The retail stores claim that their decision to open on Thanksgiving is due in large part to consumer demand, but there is an obvious “behind the scenes” competition between the Big-Box retailer’s to attract the most customers and gain the most profit during the sales events. Still, many are concerned about the fact that retailer’s seem to show very little or no concern for their employee’s or their families. In fact, in many cases, employee’s who are scheduled to work on Thanksgiving are being told that if they refuse, they face disciplinary action and may even risk losing their jobs as a result.


Thanksgiving is a National holiday. It has traditionally been a day set aside for families and friends to gather and spend time with one another, being thankful for all of the good things that they were blessed with throughout the year, and is capped off with a feast of turkey and dressing. However, as greedy merchants continue to encroach further and further into the holiday, some wonder if it will continue to exist within a few short years. There is also a great deal of concern about the Christmas holiday falling victim to that same greed-filled encroachment.

Stores like Wal-mart, Macy’s and Target, who claim to care about their employees and think of them as family, certainly do not display that caring nature by forcing them to work on a day of the year that has been set aside for family. Many consumers have chosen to boycott those stores who are open on holidays that, in a large majority of opinions, should be closed. Radio Shack was one of the stores that decided this year to join the small group of Thursday sales stores, but after receiving much negative feedback from their employees they decided against their original plans and chose to open much later in the day, allowing their employees the opportunity to spend the morning and afternoon with their families. Although I applaud Radio Shack’s decision to give their employees that time with their families, I still believe that they should remain closed throughout the entire day.

Employees work throughout the year for the employers of these giant retailers, making them tons of money, and in return they are forced to give up even more time with their families. Because many workers are scheduled to either work on Thanksgiving, or the very next morning, travel to a relatives house is almost certainly out of the question if that relative lives any real distance away. No longer is is customary to venture off to grandma’s house for her fabulous stuffing, or to an auntie’s for the mouthwatering pumpkin pie. No, now it appears to be far more important to make certain that the equally greedy and unthoughtful consumers who fight tooth and nail to get the best deals first are served with a halfhearted smile on behalf of the retailers.

As for the employees who would rather be at home with their families, they are not given such a choice in most cases. Many of the stores use what could only be construed as black mail to force their employees into submission.
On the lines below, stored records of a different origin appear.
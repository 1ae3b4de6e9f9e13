pub mod keys;
mod migrations;
pub mod queries;

pub use migrations::migrate_settings;

use std::sync::Arc;

use kanban_store::{KeyValueStore, MemoryStore, StoreError};
use serde::de::DeserializeOwned;
use serde::Serialize;
use thiserror::Error;
use tracing::debug;

#[derive(Debug, Error)]
pub enum DbError {
    #[error(transparent)]
    Store(#[from] StoreError),

    #[error("not found: {0}")]
    NotFound(String),

    #[error("corrupt document at '{key}': {source}")]
    Corrupt {
        key: String,
        #[source]
        source: serde_json::Error,
    },
}

/// Typed access to the board collections kept in a [`KeyValueStore`].
///
/// Every mutation reads the whole collection, changes it and writes it
/// back. Nothing is cached between calls.
#[derive(Clone)]
pub struct Db {
    kv: Arc<dyn KeyValueStore>,
}

impl Db {
    pub fn new(kv: Arc<dyn KeyValueStore>) -> Self {
        Self { kv }
    }

    pub fn open_in_memory() -> Self {
        Self::new(Arc::new(MemoryStore::new()))
    }

    pub fn kv(&self) -> &Arc<dyn KeyValueStore> {
        &self.kv
    }

    pub(crate) fn read_json<T: DeserializeOwned>(&self, key: &str) -> Result<Option<T>, DbError> {
        match self.kv.get_opt(key)? {
            None => Ok(None),
            Some(raw) => serde_json::from_str(&raw)
                .map(Some)
                .map_err(|source| DbError::Corrupt {
                    key: key.to_string(),
                    source,
                }),
        }
    }

    pub(crate) fn write_json<T: Serialize + ?Sized>(&self, key: &str, value: &T) -> Result<(), DbError> {
        let raw = to_json(key, value)?;
        debug!(key, bytes = raw.len(), "write");
        self.kv.set(key, &raw)?;
        Ok(())
    }
}

pub(crate) fn to_json<T: Serialize + ?Sized>(key: &str, value: &T) -> Result<String, DbError> {
    serde_json::to_string(value).map_err(|source| DbError::Corrupt {
        key: key.to_string(),
        source,
    })
}
pub mod attachment;
pub mod color;
pub mod column;
pub mod error;
pub mod id;
pub mod label;
pub mod project;
pub mod settings;
pub mod task;

pub use attachment::FileAttachment;
pub use column::Column;
pub use error::KanbanError;
pub use label::{Label, Priority, TaskType};
pub use project::Project;
pub use settings::{FontSize, Settings, Theme};
pub use task::{Task, TaskQuery};
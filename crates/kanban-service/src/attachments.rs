use kanban_core::attachment::FileAttachment;
use kanban_core::id::timestamp_id;
use kanban_core::task::{Task, UpdateTask};
use tracing::info;

use crate::error::{required, ServiceError};
use crate::BoardService;

impl BoardService {
    /// Store `bytes` inline on the task as a base64 `data:` URL.
    pub fn attach_file(
        &self,
        task_id: &str,
        name: &str,
        mime_type: &str,
        bytes: &[u8],
    ) -> Result<FileAttachment, ServiceError> {
        let name = required("file name", name)?;
        let task = self.db().get_task(task_id)?;
        let id = timestamp_id("file", |id| task.attachments.iter().any(|a| a.id == id));
        let attachment = FileAttachment::from_bytes(id, &name, mime_type, bytes);

        let mut attachments = task.attachments;
        attachments.push(attachment.clone());
        self.db().update_task(
            task_id,
            &UpdateTask {
                attachments: Some(attachments),
                ..Default::default()
            },
        )?;
        info!(task = task_id, file = %attachment.id, size = attachment.size, "attached file");
        Ok(attachment)
    }

    pub fn remove_attachment(&self, task_id: &str, attachment_id: &str) -> Result<Task, ServiceError> {
        let task = self.db().get_task(task_id)?;
        if !task.attachments.iter().any(|a| a.id == attachment_id) {
            return Err(ServiceError::NotFound(format!("attachment {attachment_id}")));
        }
        let attachments = task
            .attachments
            .into_iter()
            .filter(|a| a.id != attachment_id)
            .collect();
        Ok(self.db().update_task(
            task_id,
            &UpdateTask {
                attachments: Some(attachments),
                ..Default::default()
            },
        )?)
    }

    pub fn attachment(&self, task_id: &str, attachment_id: &str) -> Result<FileAttachment, ServiceError> {
        self.db()
            .get_task(task_id)?
            .attachments
            .into_iter()
            .find(|a| a.id == attachment_id)
            .ok_or_else(|| ServiceError::NotFound(format!("attachment {attachment_id}")))
    }

    /// Decoded payload, for saving the file back to disk.
    pub fn attachment_bytes(&self, task_id: &str, attachment_id: &str) -> Result<Vec<u8>, ServiceError> {
        Ok(self.attachment(task_id, attachment_id)?.bytes()?)
    }
}
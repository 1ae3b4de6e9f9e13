mod attachments;
mod board;
mod catalog;
mod columns;
pub mod drag;
mod error;
mod tasks;

pub use board::{BoardColumn, BoardService};
pub use drag::{DragState, DropOutcome, Point, TouchGesture, TouchOutcome};
pub use error::ServiceError;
If an employee does not work their scheduled holiday hours, regardless of the reason why, they lose their holiday pay. For many families who are already barely getting by on the wages these employers pay, that holiday pay could mean the difference between Christmas gifts or doing without. A day that was originally intended to promote a feeling of thankfulness and goodwill has been twisted by these money-hungry merchants into a realistic nightmare before Christmas.


A solution to this problem might be found in allowing employees to choose whether or not they want to work on Thanksgiving rather than forcing them into working. Many of the employees who may not have plans for the holiday, or do not consider the Thanksgiving holiday important to them personally, might not mind working and making some extra cash. Companies could even offer extra incentives to entice those who may be on the fence about working the Black Thursday events in their stores. The point is, give those who would rather be at home with their families on Thanksgiving the option. It’s the right thing to do.